Mais au lieu de frapper fort, le film titube comme un boxeur en fin de carrière, recyclant les clichés du genre sans jamais trouver son propre rythme.
Porté par une performance exceptionnelle de Toby Kebbell et une ambiance visuelle immersive, mais entravé par un scénario prévisible et un équilibre mal maîtrisé entre drame familial et thriller criminel. Le film parvient a peine à toucher par ses moments intimes, notamment la relation père-fille.
Kebbell et LaBeouf, par leur charisme, donnent peut-être une illusion de profondeur à des personnages qui, sur le papier, restent stéréotypés. De plus, l’esthétique gritty, bien que réussie, est tout de même une autre forme de cliché, empruntée à des films comme Raging bull, ce qui pose la question de l’originalité réelle du film.

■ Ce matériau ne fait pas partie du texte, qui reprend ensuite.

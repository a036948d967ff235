//! Shop lookup commands.

use serde::Serialize;

use inkybay_common::relay::RelayedResponse;
use inkybay_common::request_signing::{
    body_digest, canonical_string, path_and_query, RequestSigner,
};
use inkybay_common::settings::Settings;
use inkybay_common::shop::ShopQuery;

use crate::client::{InkyBayClient, Transport};
use crate::error::CliError;

/// What `sign` prints: the envelope plus the string that was signed.
#[derive(Debug, Serialize)]
#[serde(rename_all = "camelCase")]
pub struct SignPreview {
    pub url: String,
    pub auth_time: u64,
    pub signature: String,
    pub body_digest: String,
    pub canonical: String,
}

/// Check that `body` is JSON while keeping its exact bytes.
pub fn parse_body(body: &str) -> Result<Vec<u8>, CliError> {
    serde_json::from_str::<serde::de::IgnoredAny>(body)
        .map_err(|e| CliError::Json(format!("Request body is not valid JSON: {}", e)))?;
    Ok(body.as_bytes().to_vec())
}

pub fn sign_preview(
    signer: &RequestSigner,
    operation: &str,
    body: &[u8],
    auth_time: Option<u64>,
) -> Result<SignPreview, CliError> {
    let envelope = match auth_time {
        Some(auth_time) => signer.sign_at(operation, body, auth_time)?,
        None => signer.sign(operation, body)?,
    };

    let url = url::Url::parse(&envelope.url)
        .map_err(|e| CliError::Signing(format!("Signed URL does not parse: {}", e)))?;
    let digest = body_digest(body);
    let canonical = canonical_string(&path_and_query(&url), envelope.auth_time, &digest);

    Ok(SignPreview {
        url: envelope.url,
        auth_time: envelope.auth_time,
        signature: envelope.signature,
        body_digest: digest,
        canonical,
    })
}

/// Sign without sending and print the result.
pub fn sign(
    settings: &Settings,
    operation: &str,
    body: &str,
    auth_time: Option<u64>,
) -> Result<(), CliError> {
    let signer = settings.request_signer()?;
    let preview = sign_preview(&signer, operation, &parse_body(body)?, auth_time)?;
    println!("{}", serde_json::to_string_pretty(&preview)?);
    Ok(())
}

pub fn call<T: Transport>(
    client: &InkyBayClient<T>,
    operation: &str,
    body: &str,
) -> Result<(), CliError> {
    let relayed = client.call(operation, parse_body(body)?)?;
    print_relayed(&relayed)
}

pub fn query<T: Transport>(client: &InkyBayClient<T>, query: &ShopQuery) -> Result<(), CliError> {
    let relayed = client.query(query)?;
    print_relayed(&relayed)
}

fn print_relayed(relayed: &RelayedResponse) -> Result<(), CliError> {
    println!("{}", serde_json::to_string_pretty(relayed)?);
    if relayed.is_success() {
        Ok(())
    } else {
        Err(CliError::Upstream(relayed.status))
    }
}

Le rythme lent, parfois excessif, avec des scènes contemplatives freinent l’élan narratif. La fin, bien que surprenante, manque cruellement de résolution, sombrant dans un mélodrame excessif. Laissant une impression d’inabouti,.
Bref , C’est un film qui veut boxer dans la cour des grands mais finit au tapis, étourdi par ses propres clichés.